Re: pg_upgrade failing for 200+ million Large Objects

From: Tom Lane <tgl(at)sss(dot)pgh(dot)pa(dot)us>
To: Nathan Bossart <nathandbossart(at)gmail(dot)com>
Cc: vignesh C <vignesh21(at)gmail(dot)com>, "Kumar, Sachin" <ssetiya(at)amazon(dot)com>, Robins Tharakan <tharakan(at)gmail(dot)com>, Jan Wieck <jan(at)wi3ck(dot)info>, Bruce Momjian <bruce(at)momjian(dot)us>, Andrew Dunstan <andrew(at)dunslane(dot)net>, Magnus Hagander <magnus(at)hagander(dot)net>, Peter Eisentraut <peter(dot)eisentraut(at)enterprisedb(dot)com>, "pgsql-hackers(at)postgresql(dot)org" <pgsql-hackers(at)postgresql(dot)org>
Subject: Re: pg_upgrade failing for 200+ million Large Objects
Date: 2024-03-15 23:18:41
Message-ID: 2751089.1710544721@sss.pgh.pa.us
Views: Raw Message | Whole Thread | Download mbox | Resend email
Thread:
Lists: pgsql-hackers

This patch seems to have stalled out again. In hopes of getting it
over the finish line, I've done a bit more work to address the two
loose ends I felt were probably essential to deal with:

* Duplicative blob ACLs are now merged into a single TOC entry
(per metadata group) with the GRANT/REVOKE commands stored only
once. This is to address the possibly-common case where a database
has a ton of blobs that have identical-but-not-default ACLs.

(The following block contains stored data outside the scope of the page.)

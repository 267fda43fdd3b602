//! Trade-outcome reconciler.
//!
//! The only writer of the global risk gates. Consumes a stream of closed
//! trade outcomes and publishes immutable ledger snapshots; the risk
//! auditor reads one snapshot per cycle and never mutates it. This keeps
//! the component graph acyclic: decision/risk never write what they read.

use chrono::{DateTime, Utc};
use rust_decimal::Decimal;
use tokio::sync::{mpsc, watch};
use tracing::{debug, info};

use crate::agents::risk::RiskLedgerSnapshot;

/// A closed trade, reported once
#[derive(Debug, Clone)]
pub struct TradeOutcome {
    pub symbol: String,
    pub pnl: Decimal,
    pub closed_at: DateTime<Utc>,
}

pub struct Reconciler {
    outcomes_rx: mpsc::Receiver<TradeOutcome>,
    ledger_tx: watch::Sender<RiskLedgerSnapshot>,
    equity: Decimal,
    peak_equity: Decimal,
    consecutive_losses: u32,
}

impl Reconciler {
    /// Returns the reconciler plus the outcome sender and the ledger
    /// receiver handed to the orchestrator and risk auditor.
    pub fn new(
        initial_equity: Decimal,
    ) -> (
        Self,
        mpsc::Sender<TradeOutcome>,
        watch::Receiver<RiskLedgerSnapshot>,
    ) {
        let (outcomes_tx, outcomes_rx) = mpsc::channel(256);
        let (ledger_tx, ledger_rx) = watch::channel(RiskLedgerSnapshot::default());
        (
            Self {
                outcomes_rx,
                ledger_tx,
                equity: initial_equity,
                peak_equity: initial_equity,
                consecutive_losses: 0,
            },
            outcomes_tx,
            ledger_rx,
        )
    }

    /// Drain outcomes until every sender is dropped.
    pub async fn run(mut self) {
        info!(equity = %self.equity, "reconciler started");
        while let Some(outcome) = self.outcomes_rx.recv().await {
            self.apply(&outcome);
        }
        info!("reconciler stopped");
    }

    fn apply(&mut self, outcome: &TradeOutcome) {
        self.equity += outcome.pnl;
        if self.equity > self.peak_equity {
            self.peak_equity = self.equity;
        }
        if outcome.pnl < Decimal::ZERO {
            self.consecutive_losses += 1;
        } else {
            self.consecutive_losses = 0;
        }

        let snapshot = self.snapshot();
        debug!(
            symbol = %outcome.symbol,
            pnl = %outcome.pnl,
            equity = %self.equity,
            drawdown = %snapshot.drawdown_pct,
            losses = snapshot.consecutive_losses,
            "trade outcome reconciled"
        );
        // Receivers may all be gone during shutdown; nothing to do then
        let _ = self.ledger_tx.send(snapshot);
    }

    fn snapshot(&self) -> RiskLedgerSnapshot {
        let drawdown_pct = if self.peak_equity > Decimal::ZERO {
            ((self.peak_equity - self.equity) / self.peak_equity).max(Decimal::ZERO)
        } else {
            Decimal::ZERO
        };
        RiskLedgerSnapshot {
            drawdown_pct,
            consecutive_losses: self.consecutive_losses,
        }
    }
}

#[cfg(test)]
mod tests {
    use super::*;
    use rust_decimal_macros::dec;

    fn outcome(pnl: Decimal) -> TradeOutcome {
        TradeOutcome {
            symbol: "BTCUSDT".to_string(),
            pnl,
            closed_at: DateTime::from_timestamp(1_700_000_000, 0).unwrap(),
        }
    }

    #[tokio::test]
    async fn tracks_drawdown_and_loss_streak() {
        let (reconciler, tx, ledger) = Reconciler::new(dec!(1000));
        let handle = tokio::spawn(reconciler.run());

        tx.send(outcome(dec!(100))).await.unwrap(); // equity 1100, peak 1100
        tx.send(outcome(dec!(-55))).await.unwrap(); // equity 1045
        tx.send(outcome(dec!(-55))).await.unwrap(); // equity 990
        drop(tx);
        handle.await.unwrap();

        let snapshot = *ledger.borrow();
        assert_eq!(snapshot.consecutive_losses, 2);
        // (1100 − 990) / 1100 = 0.1
        assert_eq!(snapshot.drawdown_pct, dec!(0.1));
    }

    #[tokio::test]
    async fn win_resets_the_streak() {
        let (reconciler, tx, ledger) = Reconciler::new(dec!(1000));
        let handle = tokio::spawn(reconciler.run());

        tx.send(outcome(dec!(-10))).await.unwrap();
        tx.send(outcome(dec!(-10))).await.unwrap();
        tx.send(outcome(dec!(30))).await.unwrap();
        drop(tx);
        handle.await.unwrap();

        assert_eq!(ledger.borrow().consecutive_losses, 0);
    }
}
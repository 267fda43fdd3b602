pub mod artifacts;

pub use artifacts::{ArtifactKind, ArtifactStore};
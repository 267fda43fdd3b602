//! Synchronized multi-timeframe snapshot assembly.
//!
//! All three kline fetches and the auxiliary metrics go out concurrently.
//! Kline failures abort the cycle; auxiliary failures degrade to missing
//! inputs. The resulting snapshot is immutable and replay-safe.

use chrono::{DateTime, Utc};
use std::sync::Arc;
use std::time::Duration;
use tracing::{debug, warn};

use crate::adapters::source::MarketDataSource;
use crate::config::TimeoutConfig;
use crate::domain::candle::{Candle, KlineValidator, Timeframe, MIN_SERIES_LEN};
use crate::domain::snapshot::{MarketSnapshot, OpenInterest, TimeframeView};
use crate::error::{HelixError, Result};
use crate::indicators::IndicatorProcessor;

pub struct DataSyncAgent<S: MarketDataSource> {
    source: Arc<S>,
    processor: IndicatorProcessor,
    timeouts: TimeoutConfig,
    kline_limit: usize,
}

impl<S: MarketDataSource> DataSyncAgent<S> {
    pub fn new(source: Arc<S>, timeouts: TimeoutConfig, kline_limit: usize) -> Self {
        Self {
            source,
            processor: IndicatorProcessor::new(),
            timeouts,
            kline_limit,
        }
    }

    pub fn source(&self) -> &Arc<S> {
        &self.source
    }

    /// Assemble one snapshot for a symbol at the source's current time.
    pub async fn fetch(&self, symbol: &str) -> Result<MarketSnapshot> {
        let now = self.source.current_time();

        let (m5_raw, m15_raw, h1_raw, funding, open_interest, netflow) = tokio::join!(
            self.fetch_klines(symbol, Timeframe::M5),
            self.fetch_klines(symbol, Timeframe::M15),
            self.fetch_klines(symbol, Timeframe::H1),
            self.fetch_funding(symbol),
            self.fetch_open_interest(symbol),
            self.fetch_netflow(symbol),
        );

        let mut warnings = Vec::new();
        let m5 = self.build_view(symbol, Timeframe::M5, m5_raw?, now, &mut warnings)?;
        let m15 = self.build_view(symbol, Timeframe::M15, m15_raw?, now, &mut warnings)?;
        let h1 = self.build_view(symbol, Timeframe::H1, h1_raw?, now, &mut warnings)?;

        let alignment_ok = MarketSnapshot::check_alignment(
            m5.stable.last_close_time(),
            m15.stable.last_close_time(),
            h1.stable.last_close_time(),
            now,
        );
        if !alignment_ok {
            warn!(
                symbol,
                stable_5m = %m5.stable.last_close_time(),
                stable_15m = %m15.stable.last_close_time(),
                stable_1h = %h1.stable.last_close_time(),
                %now,
                "snapshot misaligned; consumers must treat it as non-decisive"
            );
        }

        let snapshot_id = MarketSnapshot::make_id(symbol, m5.stable.last_close_time());
        debug!(symbol, snapshot_id, alignment_ok, "snapshot assembled");

        Ok(MarketSnapshot {
            symbol: symbol.to_string(),
            m5,
            m15,
            h1,
            funding_rate: funding,
            open_interest,
            netflow_1h: netflow,
            timestamp: now,
            alignment_ok,
            warnings,
            snapshot_id,
        })
    }

    /// Split the validated series into stable + live and compute the frame.
    fn build_view(
        &self,
        symbol: &str,
        tf: Timeframe,
        raw: Vec<Candle>,
        now: DateTime<Utc>,
        warnings: &mut Vec<String>,
    ) -> Result<TimeframeView> {
        let validated = KlineValidator::validate(symbol, tf, raw)?;
        let (live, stable) = validated
            .split_last()
            .expect("validator guarantees a non-empty series");

        if stable.len() < MIN_SERIES_LEN {
            return Err(HelixError::InsufficientData(format!(
                "{symbol} {tf}: {} stable candles after live split, need {MIN_SERIES_LEN}",
                stable.len()
            )));
        }

        // A live candle older than one period means the exchange has not
        // yet emitted a fresh one.
        let stale_live = now - live.open_time > tf.duration();
        if stale_live {
            warnings.push(format!(
                "{tf}: live candle opened {} is stale at {now}",
                live.open_time
            ));
        }

        // The live candle must be the immediate successor of the stable
        // series; a hole between them means dropped data upstream.
        if let Some(last_stable) = stable.last() {
            if live.open_time - last_stable.close_time > chrono::Duration::seconds(1) {
                warnings.push(format!(
                    "{tf}: gap between stable close {} and live open {}",
                    last_stable.close_time, live.open_time
                ));
            }
        }

        Ok(TimeframeView {
            stable: self.processor.process(stable)?,
            live: live.clone(),
            stale_live,
        })
    }

    async fn fetch_klines(&self, symbol: &str, tf: Timeframe) -> Result<Vec<Candle>> {
        let budget = Duration::from_millis(self.timeouts.klines_ms);
        match tokio::time::timeout(budget, self.source.get_klines(symbol, tf, self.kline_limit))
            .await
        {
            Ok(result) => result,
            Err(_) => Err(HelixError::Timeout(format!(
                "{symbol} {tf} klines after {}ms",
                self.timeouts.klines_ms
            ))),
        }
    }

    async fn fetch_funding(&self, symbol: &str) -> Option<f64> {
        self.fetch_aux(symbol, "funding rate", self.source.get_funding_rate(symbol))
            .await
    }

    async fn fetch_open_interest(&self, symbol: &str) -> Option<OpenInterest> {
        self.fetch_aux(symbol, "open interest", self.source.get_open_interest(symbol))
            .await
    }

    async fn fetch_netflow(&self, symbol: &str) -> Option<f64> {
        self.fetch_aux(
            symbol,
            "institutional netflow",
            self.source.get_institutional_netflow(symbol),
        )
        .await
    }

    /// Auxiliary metrics are best-effort: timeouts and errors become None.
    async fn fetch_aux<T>(
        &self,
        symbol: &str,
        what: &str,
        fut: impl std::future::Future<Output = Result<T>>,
    ) -> Option<T> {
        let budget = Duration::from_millis(self.timeouts.aux_ms);
        match tokio::time::timeout(budget, fut).await {
            Ok(Ok(value)) => Some(value),
            Ok(Err(e)) => {
                warn!(symbol, what, error = %e, "auxiliary metric unavailable");
                None
            }
            Err(_) => {
                warn!(symbol, what, timeout_ms = self.timeouts.aux_ms, "auxiliary metric timed out");
                None
            }
        }
    }
}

I have not done anything about improving efficiency for blob comments
or security labels. I think it's reasonable to assume that blobs with
comments are pets not cattle, and there won't be many of them.
I suppose it could be argued that seclabels might be used like ACLs
with a lot of duplication, but I doubt that there's anyone out there
at all putting seclabels on blobs in practice. So I don't care to
expend effort on that.

* Parallel pg_upgrade cuts the --transaction-size given to concurrent
pg_restore jobs by the -j factor. This is to ensure we keep the
shared locks table within bounds even in parallel mode.

Now we could go further than that and provide some direct user
control over these hard-wired settings, but I think that could
be left for later, getting some field experience before we design
an API. In short, I think this patchset is more or less commitable.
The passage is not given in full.